The study participants were given home blood pressure monitors and asked to text their blood pressure readings twice a day for the first 10 days after they were sent home from the hospital following the delivery of their babies and twice a week for days 11 to 90.

More than one-third of participants reported experiencing at least one race- and gender-based microaggression during obstetrical care. And for those who did, three-month average blood pressure readings were modestly higher than for those who didn't experience any microaggressions.

The highest blood pressure readings came from participants who experienced microaggressions and lived in areas with high levels of structural racism. Conversely, the lowest readings came from participants who lived in areas with the lowest levels of structural racism and who did not report experiencing microaggressions. The difference in systolic blood pressure readings – the top number – between the two groups was 7.55 mmHg, and the gap in diastolic readings – the bottom number – was 6.03 mmHg.

Janevic said the association between microaggressions and high blood pressure was strongest between 12 days and three months postpartum.

"This is an emerging critical period for preventing high blood pressure," she said. "Our findings provide further evidence that health care professionals and policies should focus more intensely on improving maternal health care equity. We need high blood pressure monitoring and interventions to extend further into the period after birth when blood pressure may continue to be sensitive to social drivers of health as well as racial microaggressions."

The findings "serve as a reminder of the long-term impact that racism can have on one's overall health," Dr. Lisa Levine, the study's senior author, said in the news release. She is an associate professor in reproductive health at the University of Pennsylvania Perelman School of Medicine in Philadelphia.
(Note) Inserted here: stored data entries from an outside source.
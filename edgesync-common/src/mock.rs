//! In-memory device for tests.
//!
//! [`MockDevice`] implements both channel traits against a fake remote
//! filesystem. It understands the handful of commands the sync protocol
//! and probes issue (`stat -c %s`, `md5sum`, `sha256sum`, `mkdir -p`,
//! `[ -f ]`, `[ -d ]`, `rm -f`, `echo`), records everything it is asked
//! to do, and can be told to fail in specific ways. Any other command
//! succeeds with empty output unless a canned response matches.

use crate::digest::{DigestAlgorithm, digest_bytes};
use crate::errors::ChannelError;
use crate::remote::{CommandChannel, CommandResult, TransferChannel, TransferProgress};
use crate::types::remote_parent;
use std::collections::{BTreeMap, BTreeSet};
use std::path::{Path, PathBuf};
use tracing::debug;

/// Chunk size for the progress callbacks the mock emits.
const MOCK_CHUNK: usize = 64 * 1024;

/// One recorded upload.
#[derive(Debug, Clone, PartialEq, Eq)]
pub struct MockUpload {
    pub local_path: PathBuf,
    pub remote_path: String,
    pub bytes: u64,
}

#[derive(Debug, Clone)]
enum Matcher {
    Exact(String),
    Contains(String),
}

impl Matcher {
    fn matches(&self, command: &str) -> bool {
        match self {
            Self::Exact(s) => command == s,
            Self::Contains(s) => command.contains(s.as_str()),
        }
    }
}

#[derive(Debug, Default)]
pub struct MockDevice {
    files: BTreeMap<String, Vec<u8>>,
    dirs: BTreeSet<String>,
    responses: Vec<(Matcher, CommandResult)>,
    failing_prefixes: Vec<String>,
    fail_uploads: bool,
    uploads_before_close: Option<usize>,
    closed: bool,
    commands: Vec<String>,
    uploads: Vec<MockUpload>,
    downloads: Vec<String>,
}

impl MockDevice {
    pub fn new() -> Self {
        let mut device = Self::default();
        device.dirs.insert("/".to_string());
        device
    }

    /// Place a file on the device, creating its parent directories.
    pub fn put_file(&mut self, path: &str, content: Vec<u8>) {
        if let Some(parent) = remote_parent(path) {
            self.mkdir_p(parent);
        }
        self.files.insert(path.to_string(), content);
    }

    pub fn file(&self, path: &str) -> Option<&[u8]> {
        self.files.get(path).map(Vec::as_slice)
    }

    pub fn has_dir(&self, path: &str) -> bool {
        self.dirs.contains(path.trim_end_matches('/')) || path == "/"
    }

    /// Paths of every file on the device.
    pub fn file_paths(&self) -> Vec<String> {
        self.files.keys().cloned().collect()
    }

    /// Answer `command` with `result` instead of interpreting it.
    pub fn respond_to(&mut self, command: &str, result: CommandResult) {
        self.responses
            .push((Matcher::Exact(command.to_string()), result));
    }

    /// Answer any command containing `fragment` with `result`.
    pub fn respond_when_contains(&mut self, fragment: &str, result: CommandResult) {
        self.responses
            .push((Matcher::Contains(fragment.to_string()), result));
    }

    /// Make commands starting with `prefix` exit with status 1.
    pub fn fail_commands_starting_with(&mut self, prefix: &str) {
        self.failing_prefixes.push(prefix.to_string());
    }

    /// Make every upload fail mid-stream.
    pub fn fail_uploads(&mut self) {
        self.fail_uploads = true;
    }

    /// Let `n` uploads succeed, then drop the session.
    pub fn close_after_uploads(&mut self, n: usize) {
        self.uploads_before_close = Some(n);
    }

    pub fn commands(&self) -> &[String] {
        &self.commands
    }

    pub fn uploads(&self) -> &[MockUpload] {
        &self.uploads
    }

    pub fn downloads(&self) -> &[String] {
        &self.downloads
    }

    pub fn count_commands_starting_with(&self, prefix: &str) -> usize {
        self.commands.iter().filter(|c| c.starts_with(prefix)).count()
    }

    /// Number of remote digest commands issued.
    pub fn digest_calls(&self) -> usize {
        self.count_commands_starting_with("md5sum ") + self.count_commands_starting_with("sha256sum ")
    }

    /// Forget recorded commands and transfers; the filesystem is kept.
    pub fn clear_log(&mut self) {
        self.commands.clear();
        self.uploads.clear();
        self.downloads.clear();
    }

    fn mkdir_p(&mut self, path: &str) {
        let mut current = Some(path.trim_end_matches('/'));
        while let Some(dir) = current {
            if dir.is_empty() || dir == "/" {
                break;
            }
            self.dirs.insert(dir.to_string());
            current = remote_parent(dir);
        }
    }

    fn interpret(&mut self, command: &str) -> CommandResult {
        let Ok(words) = shell_words::split(command) else {
            return CommandResult::failed(2, "syntax error");
        };
        let words: Vec<&str> = words.iter().map(String::as_str).collect();

        match words.as_slice() {
            ["stat", "-c", "%s", path] => match self.files.get(*path) {
                Some(content) => CommandResult::ok(format!("{}\n", content.len())),
                None => CommandResult::failed(
                    1,
                    format!("stat: cannot stat '{path}': No such file or directory"),
                ),
            },
            [tool @ ("md5sum" | "sha256sum"), path] => {
                let algorithm = if *tool == "md5sum" {
                    DigestAlgorithm::Md5
                } else {
                    DigestAlgorithm::Sha256
                };
                match self.files.get(*path) {
                    Some(content) => {
                        CommandResult::ok(format!("{}  {path}\n", digest_bytes(algorithm, content)))
                    }
                    None => CommandResult::failed(
                        1,
                        format!("{tool}: {path}: No such file or directory"),
                    ),
                }
            }
            ["mkdir", "-p", path] => {
                if self.files.contains_key(*path) {
                    CommandResult::failed(1, format!("mkdir: cannot create directory '{path}': File exists"))
                } else {
                    self.mkdir_p(path);
                    CommandResult::ok("")
                }
            }
            ["[", "-f", path, "]"] => exit_status(self.files.contains_key(*path)),
            ["[", "-d", path, "]"] => exit_status(self.has_dir(path)),
            ["rm", "-f", path] => {
                self.files.remove(*path);
                CommandResult::ok("")
            }
            ["echo", rest @ ..] => CommandResult::ok(format!("{}\n", rest.join(" "))),
            ["true"] => CommandResult::ok(""),
            ["false"] => CommandResult::failed(1, ""),
            _ => CommandResult::ok(""),
        }
    }
}

fn exit_status(ok: bool) -> CommandResult {
    if ok {
        CommandResult::ok("")
    } else {
        CommandResult::failed(1, "")
    }
}

impl CommandChannel for MockDevice {
    async fn execute(&mut self, command: &str) -> Result<CommandResult, ChannelError> {
        if self.closed {
            return Err(ChannelError::Closed);
        }
        debug!(%command, "mock exec");
        self.commands.push(command.to_string());

        if let Some((_, result)) = self.responses.iter().rev().find(|(m, _)| m.matches(command)) {
            return Ok(result.clone());
        }
        if self.failing_prefixes.iter().any(|p| command.starts_with(p.as_str())) {
            return Ok(CommandResult::failed(1, "injected failure"));
        }
        Ok(self.interpret(command))
    }
}

impl TransferChannel for MockDevice {
    async fn upload(
        &mut self,
        local: &Path,
        remote_path: &str,
        progress: &mut dyn FnMut(TransferProgress),
    ) -> Result<u64, ChannelError> {
        if self.closed {
            return Err(ChannelError::Closed);
        }
        if let Some(remaining) = self.uploads_before_close {
            if remaining == 0 {
                self.closed = true;
                return Err(ChannelError::Closed);
            }
            self.uploads_before_close = Some(remaining - 1);
        }

        let content = std::fs::read(local).map_err(|source| ChannelError::LocalIo {
            path: local.to_path_buf(),
            source,
        })?;
        let parent_exists = remote_parent(remote_path).is_none_or(|p| self.has_dir(p));
        if !parent_exists {
            return Err(ChannelError::Transfer {
                remote_path: remote_path.to_string(),
                message: "No such file or directory".to_string(),
            });
        }

        let total_bytes = content.len() as u64;
        let mut bytes_sent = 0u64;
        progress(TransferProgress {
            bytes_sent,
            total_bytes,
        });
        for chunk in content.chunks(MOCK_CHUNK) {
            if self.fail_uploads && bytes_sent > 0 {
                break;
            }
            bytes_sent += chunk.len() as u64;
            progress(TransferProgress {
                bytes_sent,
                total_bytes,
            });
        }
        if self.fail_uploads {
            return Err(ChannelError::Transfer {
                remote_path: remote_path.to_string(),
                message: format!("connection reset after {bytes_sent} bytes"),
            });
        }

        self.files.insert(remote_path.to_string(), content);
        self.uploads.push(MockUpload {
            local_path: local.to_path_buf(),
            remote_path: remote_path.to_string(),
            bytes: total_bytes,
        });
        Ok(total_bytes)
    }

    async fn download(
        &mut self,
        remote_path: &str,
        local: &Path,
        progress: &mut dyn FnMut(TransferProgress),
    ) -> Result<u64, ChannelError> {
        if self.closed {
            return Err(ChannelError::Closed);
        }
        let content = self
            .files
            .get(remote_path)
            .cloned()
            .ok_or_else(|| ChannelError::Transfer {
                remote_path: remote_path.to_string(),
                message: "No such file or directory".to_string(),
            })?;
        std::fs::write(local, &content).map_err(|source| ChannelError::LocalIo {
            path: local.to_path_buf(),
            source,
        })?;
        let total_bytes = content.len() as u64;
        progress(TransferProgress {
            bytes_sent: total_bytes,
            total_bytes,
        });
        self.downloads.push(remote_path.to_string());
        Ok(total_bytes)
    }
}
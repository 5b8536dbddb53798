//! Common types used across edgesync components.

use serde::{Deserialize, Serialize};
use std::path::{Path, PathBuf};

/// One artifact to reconcile between the host and the device.
#[derive(Debug, Clone, PartialEq, Eq, Serialize, Deserialize)]
pub struct TransferTarget {
    /// File on the host.
    pub local_path: PathBuf,
    /// Absolute destination path on the device.
    pub remote_path: String,
}

impl TransferTarget {
    pub fn new(local_path: impl Into<PathBuf>, remote_path: impl Into<String>) -> Self {
        Self {
            local_path: local_path.into(),
            remote_path: remote_path.into(),
        }
    }

    /// Parent directory of the remote path, if it has one.
    ///
    /// `/a/b/c.bin` yields `/a/b`; `/c.bin` yields `/`; `c.bin` yields `None`.
    pub fn remote_parent(&self) -> Option<&str> {
        remote_parent(&self.remote_path)
    }

    /// File name used in log lines and progress bars.
    pub fn display_name(&self) -> String {
        self.local_path
            .file_name()
            .map(|n| n.to_string_lossy().into_owned())
            .unwrap_or_else(|| self.local_path.display().to_string())
    }
}

pub(crate) fn remote_parent(path: &str) -> Option<&str> {
    let trimmed = path.trim_end_matches('/');
    match trimmed.rfind('/') {
        Some(0) => Some("/"),
        Some(idx) => Some(&trimmed[..idx]),
        None => None,
    }
}

/// Join a relative remote path onto a base directory.
///
/// Absolute paths are returned unchanged.
pub fn resolve_remote_path(base: &str, path: &str) -> String {
    if path.starts_with('/') {
        path.to_string()
    } else {
        format!("{}/{}", base.trim_end_matches('/'), path.trim_start_matches("./"))
    }
}

/// Remote path for a local file dropped into a remote directory.
pub fn remote_path_in_dir(dir: &str, local: &Path) -> String {
    let name = local
        .file_name()
        .map(|n| n.to_string_lossy().into_owned())
        .unwrap_or_default();
    resolve_remote_path(dir, &name)
}

/// Why an upload was skipped.
#[derive(Debug, Clone, Copy, PartialEq, Eq, Serialize, Deserialize)]
#[serde(rename_all = "snake_case")]
pub enum SkipReason {
    /// Sizes match and the digest check is disabled.
    SizeMatch,
    /// Both sides are empty files.
    EmptyFile,
    /// Sizes match and the file is above the integrity ceiling.
    AboveCeiling,
    /// Sizes and digests match.
    DigestMatch,
}

impl std::fmt::Display for SkipReason {
    fn fmt(&self, f: &mut std::fmt::Formatter<'_>) -> std::fmt::Result {
        match self {
            Self::SizeMatch => write!(f, "size matches"),
            Self::EmptyFile => write!(f, "empty file"),
            Self::AboveCeiling => write!(f, "size matches, above integrity ceiling"),
            Self::DigestMatch => write!(f, "digest matches"),
        }
    }
}

/// Successful result of syncing one target.
#[derive(Debug, Clone, Copy, PartialEq, Eq, Serialize, Deserialize)]
#[serde(tag = "outcome", rename_all = "snake_case")]
pub enum SyncOutcome {
    /// The file was uploaded.
    Transferred { bytes: u64 },
    /// The device already had identical content.
    Skipped { reason: SkipReason },
}

impl SyncOutcome {
    pub fn transferred(&self) -> bool {
        matches!(self, Self::Transferred { .. })
    }

    pub fn bytes_sent(&self) -> u64 {
        match self {
            Self::Transferred { bytes } => *bytes,
            Self::Skipped { .. } => 0,
        }
    }
}

/// Result for one target of a batch.
#[derive(Debug, Clone, Serialize, Deserialize)]
pub struct TargetResult {
    pub target: TransferTarget,
    #[serde(flatten)]
    pub status: TargetStatus,
}

/// Success or failure of one target, in a serializable form.
#[derive(Debug, Clone, Serialize, Deserialize)]
#[serde(tag = "status", rename_all = "snake_case")]
pub enum TargetStatus {
    Ok(SyncOutcome),
    Failed { code: String, error: String },
    /// Not attempted because the session died on an earlier target.
    Aborted,
}

impl TargetResult {
    pub fn is_success(&self) -> bool {
        matches!(self.status, TargetStatus::Ok(_))
    }
}

/// Per-target results of a batch sync.
#[derive(Debug, Clone, Default, Serialize, Deserialize)]
pub struct SyncReport {
    pub results: Vec<TargetResult>,
}

impl SyncReport {
    pub fn transferred(&self) -> usize {
        self.results
            .iter()
            .filter(|r| matches!(&r.status, TargetStatus::Ok(o) if o.transferred()))
            .count()
    }

    pub fn skipped(&self) -> usize {
        self.results
            .iter()
            .filter(|r| matches!(&r.status, TargetStatus::Ok(o) if !o.transferred()))
            .count()
    }

    pub fn failed(&self) -> usize {
        self.results.iter().filter(|r| !r.is_success()).count()
    }

    pub fn bytes_sent(&self) -> u64 {
        self.results
            .iter()
            .map(|r| match &r.status {
                TargetStatus::Ok(o) => o.bytes_sent(),
                _ => 0,
            })
            .sum()
    }

    pub fn all_succeeded(&self) -> bool {
        self.failed() == 0
    }
}

#[cfg(test)]
mod tests {
    use super::*;

    #[test]
    fn test_remote_parent() {
        assert_eq!(remote_parent("/a/b/c.bin"), Some("/a/b"));
        assert_eq!(remote_parent("/c.bin"), Some("/"));
        assert_eq!(remote_parent("c.bin"), None);
        assert_eq!(remote_parent("/a/b/"), Some("/a"));
    }

    #[test]
    fn test_resolve_remote_path() {
        assert_eq!(
            resolve_remote_path("/home/ubuntu/deploy/", "assets/model.onnx"),
            "/home/ubuntu/deploy/assets/model.onnx"
        );
        assert_eq!(
            resolve_remote_path("/home/ubuntu/deploy", "./run.sh"),
            "/home/ubuntu/deploy/run.sh"
        );
        assert_eq!(resolve_remote_path("/base", "/opt/lib.so"), "/opt/lib.so");
    }

    #[test]
    fn test_remote_path_in_dir() {
        let path = remote_path_in_dir("/deploy/lib", Path::new("build/libQnnCpu.so"));
        assert_eq!(path, "/deploy/lib/libQnnCpu.so");
    }

    #[test]
    fn test_report_counts() {
        let target = TransferTarget::new("a", "/r/a");
        let report = SyncReport {
            results: vec![
                TargetResult {
                    target: target.clone(),
                    status: TargetStatus::Ok(SyncOutcome::Transferred { bytes: 10 }),
                },
                TargetResult {
                    target: target.clone(),
                    status: TargetStatus::Ok(SyncOutcome::Skipped {
                        reason: SkipReason::DigestMatch,
                    }),
                },
                TargetResult {
                    target,
                    status: TargetStatus::Failed {
                        code: "ES-E402".into(),
                        error: "missing".into(),
                    },
                },
            ],
        };
        assert_eq!(report.transferred(), 1);
        assert_eq!(report.skipped(), 1);
        assert_eq!(report.failed(), 1);
        assert_eq!(report.bytes_sent(), 10);
        assert!(!report.all_succeeded());
    }

    #[test]
    fn test_outcome_serializes_tagged() {
        let json = serde_json::to_string(&SyncOutcome::Skipped {
            reason: SkipReason::AboveCeiling,
        })
        .unwrap();
        assert_eq!(json, r#"{"outcome":"skipped","reason":"above_ceiling"}"#);
    }
}
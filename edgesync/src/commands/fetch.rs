//! `edgesync fetch`: pull a result file back from the device.

use super::helpers::{format_bytes, print_json};
use crate::ui::TransferBars;
use anyhow::{Context, Result};
use edgesync_common::{EdgeSyncConfig, TransferChannel};
use std::path::Path;

pub async fn run<C: TransferChannel>(
    session: &mut C,
    config: &EdgeSyncConfig,
    remote: &str,
    local: &Path,
    json: bool,
) -> Result<bool> {
    let remote_path = config.resolve_remote(remote);
    let bars = TransferBars::new(json);
    let mut progress = bars.callback(remote_path.clone());

    let bytes = session
        .download(&remote_path, local, progress.as_mut())
        .await
        .with_context(|| format!("failed to fetch {remote_path}"))?;

    if json {
        print_json(&serde_json::json!({
            "remote_path": remote_path,
            "local_path": local,
            "bytes": bytes,
        }))?;
    } else {
        println!("fetched {remote_path} -> {} ({})", local.display(), format_bytes(bytes));
    }
    Ok(true)
}

#[cfg(test)]
mod tests {
    use super::*;
    use edgesync_common::mock::MockDevice;

    #[tokio::test]
    async fn test_fetch_resolves_against_remote_base() {
        let dir = tempfile::TempDir::new().unwrap();
        let local = dir.path().join("out.json");
        let mut config = EdgeSyncConfig::default();
        config.device.remote_base = "/home/ubuntu/deploy".to_string();
        let mut device = MockDevice::new();
        device.put_file("/home/ubuntu/deploy/results/out.json", b"{\"ms\":11.5}".to_vec());

        assert!(run(&mut device, &config, "results/out.json", &local, true).await.unwrap());
        assert_eq!(std::fs::read(&local).unwrap(), b"{\"ms\":11.5}");
        assert_eq!(device.downloads(), ["/home/ubuntu/deploy/results/out.json"]);
    }

    #[tokio::test]
    async fn test_missing_remote_file_is_an_error() {
        let dir = tempfile::TempDir::new().unwrap();
        let mut config = EdgeSyncConfig::default();
        config.device.remote_base = "/d".to_string();
        let mut device = MockDevice::new();

        let err = run(&mut device, &config, "nope.json", &dir.path().join("x"), true)
            .await
            .unwrap_err();
        assert!(err.to_string().contains("/d/nope.json"));
    }
}
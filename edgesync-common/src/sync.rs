//! Incremental artifact sync.
//!
//! For each target the device is asked for the file size first. Only when
//! the sizes agree, integrity checking is on, and the file is non-empty and
//! at most `integrity_ceiling` bytes does the check escalate to a content
//! digest on both ends. Any probe that fails or prints garbage means
//! "unknown" and forces a transfer. Nothing is cached between calls.

use crate::config::SyncSettings;
use crate::digest::{DEFAULT_CHUNK_SIZE, DigestAlgorithm, digest_file};
use crate::errors::{ChannelError, SyncError};
use crate::remote::{CommandChannel, TransferChannel, TransferProgress, probe};
use crate::types::{SkipReason, SyncOutcome, SyncReport, TargetResult, TargetStatus, TransferTarget};
use serde::{Deserialize, Serialize};
use std::path::Path;
use tracing::{debug, info, warn};

/// Default integrity ceiling: 256 MiB.
pub const DEFAULT_INTEGRITY_CEILING: u64 = 256 * 1024 * 1024;

/// Knobs for [`sync_artifact`].
#[derive(Debug, Clone, Copy, PartialEq, Eq, Serialize, Deserialize)]
pub struct SyncPolicy {
    /// Compare digests when sizes match.
    pub verify_integrity: bool,
    /// Files larger than this skip the digest and trust the size.
    pub integrity_ceiling: u64,
    /// Read size for local hashing.
    pub chunk_size: usize,
    pub digest: DigestAlgorithm,
}

impl Default for SyncPolicy {
    fn default() -> Self {
        Self {
            verify_integrity: true,
            integrity_ceiling: DEFAULT_INTEGRITY_CEILING,
            chunk_size: DEFAULT_CHUNK_SIZE,
            digest: DigestAlgorithm::default(),
        }
    }
}

impl SyncPolicy {
    pub fn with_verify_integrity(mut self, verify: bool) -> Self {
        self.verify_integrity = verify;
        self
    }

    pub fn with_integrity_ceiling(mut self, ceiling: u64) -> Self {
        self.integrity_ceiling = ceiling;
        self
    }

    /// Why a same-size file can be skipped without hashing, if it can.
    fn skip_without_digest(&self, size: u64) -> Option<SkipReason> {
        if !self.verify_integrity {
            Some(SkipReason::SizeMatch)
        } else if size == 0 {
            Some(SkipReason::EmptyFile)
        } else if size > self.integrity_ceiling {
            Some(SkipReason::AboveCeiling)
        } else {
            None
        }
    }
}

impl From<&SyncSettings> for SyncPolicy {
    fn from(settings: &SyncSettings) -> Self {
        Self {
            verify_integrity: settings.verify_integrity,
            integrity_ceiling: settings.integrity_ceiling_bytes,
            chunk_size: settings.chunk_size,
            digest: settings.digest,
        }
    }
}

/// Make `target.remote_path` hold the same bytes as `target.local_path`.
///
/// Returns whether the upload happened and why it was skipped otherwise.
/// A missing local file fails without touching the transfer channel.
pub async fn sync_artifact<C>(
    channel: &mut C,
    target: &TransferTarget,
    policy: &SyncPolicy,
    progress: &mut dyn FnMut(TransferProgress),
) -> Result<SyncOutcome, SyncError>
where
    C: CommandChannel + TransferChannel,
{
    let local = target.local_path.as_path();
    let remote = target.remote_path.as_str();

    let local_size = match tokio::fs::metadata(local).await {
        Ok(meta) if meta.is_file() => meta.len(),
        Ok(_) => {
            warn!(path = %local.display(), "local artifact is not a regular file");
            return Err(SyncError::NotFound {
                path: local.to_path_buf(),
            });
        }
        Err(e) if e.kind() == std::io::ErrorKind::NotFound => {
            warn!(path = %local.display(), "local artifact not found, skipping");
            return Err(SyncError::NotFound {
                path: local.to_path_buf(),
            });
        }
        Err(source) => {
            return Err(SyncError::LocalIo {
                path: local.to_path_buf(),
                source,
            });
        }
    };

    let remote_size = match probe::remote_size(channel, remote).await {
        Ok(size) => size,
        Err(e) => {
            warn!(remote_path = remote, error = %e, "size probe failed, forcing transfer");
            None
        }
    };

    match remote_size {
        None => {
            debug!(remote_path = remote, "remote size unknown");
        }
        Some(size) if size != local_size => {
            info!(
                artifact = %target.display_name(),
                local = local_size,
                remote = size,
                "size mismatch"
            );
        }
        Some(_) => {
            if let Some(reason) = policy.skip_without_digest(local_size) {
                info!(artifact = %target.display_name(), %reason, "skipping upload");
                return Ok(SyncOutcome::Skipped { reason });
            }
            if digests_match(channel, local, remote, policy).await? {
                info!(
                    artifact = %target.display_name(),
                    reason = %SkipReason::DigestMatch,
                    "skipping upload"
                );
                return Ok(SyncOutcome::Skipped {
                    reason: SkipReason::DigestMatch,
                });
            }
            info!(artifact = %target.display_name(), "digest mismatch");
        }
    }

    if let Some(parent) = target.remote_parent() {
        ensure_parent(channel, target, parent).await?;
    }

    info!(
        artifact = %target.display_name(),
        bytes = local_size,
        remote_path = remote,
        "uploading"
    );
    let bytes = channel
        .upload(local, remote, progress)
        .await
        .map_err(|source| SyncError::Transfer {
            local_path: local.to_path_buf(),
            remote_path: remote.to_string(),
            source,
        })?;
    Ok(SyncOutcome::Transferred { bytes })
}

async fn digests_match<C: CommandChannel>(
    channel: &mut C,
    local: &Path,
    remote: &str,
    policy: &SyncPolicy,
) -> Result<bool, SyncError> {
    let remote_digest = match probe::remote_digest(channel, policy.digest, remote).await {
        Ok(Some(d)) => d,
        Ok(None) => {
            warn!(remote_path = remote, "remote digest unavailable, forcing transfer");
            return Ok(false);
        }
        Err(e) => {
            warn!(remote_path = remote, error = %e, "digest probe failed, forcing transfer");
            return Ok(false);
        }
    };

    let path = local.to_path_buf();
    let algorithm = policy.digest;
    let chunk_size = policy.chunk_size;
    let local_digest = tokio::task::spawn_blocking(move || digest_file(algorithm, &path, chunk_size))
        .await
        .map_err(|e| SyncError::LocalIo {
            path: local.to_path_buf(),
            source: std::io::Error::other(e),
        })?
        .map_err(|source| SyncError::LocalIo {
            path: local.to_path_buf(),
            source,
        })?;

    debug!(%local_digest, %remote_digest, "compared digests");
    Ok(local_digest == remote_digest)
}

async fn ensure_parent<C: CommandChannel>(
    channel: &mut C,
    target: &TransferTarget,
    parent: &str,
) -> Result<(), SyncError> {
    match probe::ensure_remote_dir(channel, parent).await {
        Ok(Ok(())) => Ok(()),
        Ok(Err(message)) => Err(SyncError::RemoteDir {
            dir: parent.to_string(),
            message,
        }),
        Err(source @ (ChannelError::Closed | ChannelError::Connect { .. })) => {
            Err(SyncError::Transfer {
                local_path: target.local_path.clone(),
                remote_path: target.remote_path.clone(),
                source,
            })
        }
        Err(e) => Err(SyncError::RemoteDir {
            dir: parent.to_string(),
            message: e.to_string(),
        }),
    }
}

/// Sync every target in order, continuing past per-target failures.
///
/// Only a dead session stops the batch; the remaining targets are then
/// reported as aborted.
pub async fn sync_batch<C, F>(
    channel: &mut C,
    targets: &[TransferTarget],
    policy: &SyncPolicy,
    mut progress_for: F,
) -> SyncReport
where
    C: CommandChannel + TransferChannel,
    F: FnMut(&TransferTarget) -> Box<dyn FnMut(TransferProgress)>,
{
    let mut report = SyncReport::default();
    let mut session_dead = false;

    for target in targets {
        if session_dead {
            report.results.push(TargetResult {
                target: target.clone(),
                status: TargetStatus::Aborted,
            });
            continue;
        }

        let mut progress = progress_for(target);
        let status = match sync_artifact(channel, target, policy, progress.as_mut()).await {
            Ok(outcome) => TargetStatus::Ok(outcome),
            Err(err) => {
                if err.is_session_fatal() {
                    warn!(error = %err, "session lost, aborting remaining targets");
                    session_dead = true;
                } else if !matches!(err, SyncError::NotFound { .. }) {
                    warn!(code = err.code(), error = %err, "artifact failed");
                }
                TargetStatus::Failed {
                    code: err.code().to_string(),
                    error: err.to_string(),
                }
            }
        };
        report.results.push(TargetResult {
            target: target.clone(),
            status,
        });
    }

    info!(
        transferred = report.transferred(),
        skipped = report.skipped(),
        failed = report.failed(),
        bytes = report.bytes_sent(),
        "sync finished"
    );
    report
}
"The magnitude of these types of physiologic changes may become cumulative over time and lead to the inequities we see in many health outcomes," said Levine, who also is director of the medical school's Pregnancy and Heart Disease Program and chief of the Maternal Fetal Medicine Division.

Dr. Natalie Cameron, an internal medicine specialist and instructor in preventive medicine at Northwestern University Feinberg School of Medicine in Chicago, said the synergistic effects of structural and interpersonal racism were "profound." Cameron was not involved in the study.

"For many people, this can make the difference between needing blood pressure-lowering medications or not," she said in the news release.

"These results emphasize that hypertension management needs to extend beyond prescription medications," Cameron said. "Future work is needed to design interventions that reduce gendered racial microaggressions in the health care setting and investigate their effects on postpartum blood pressure."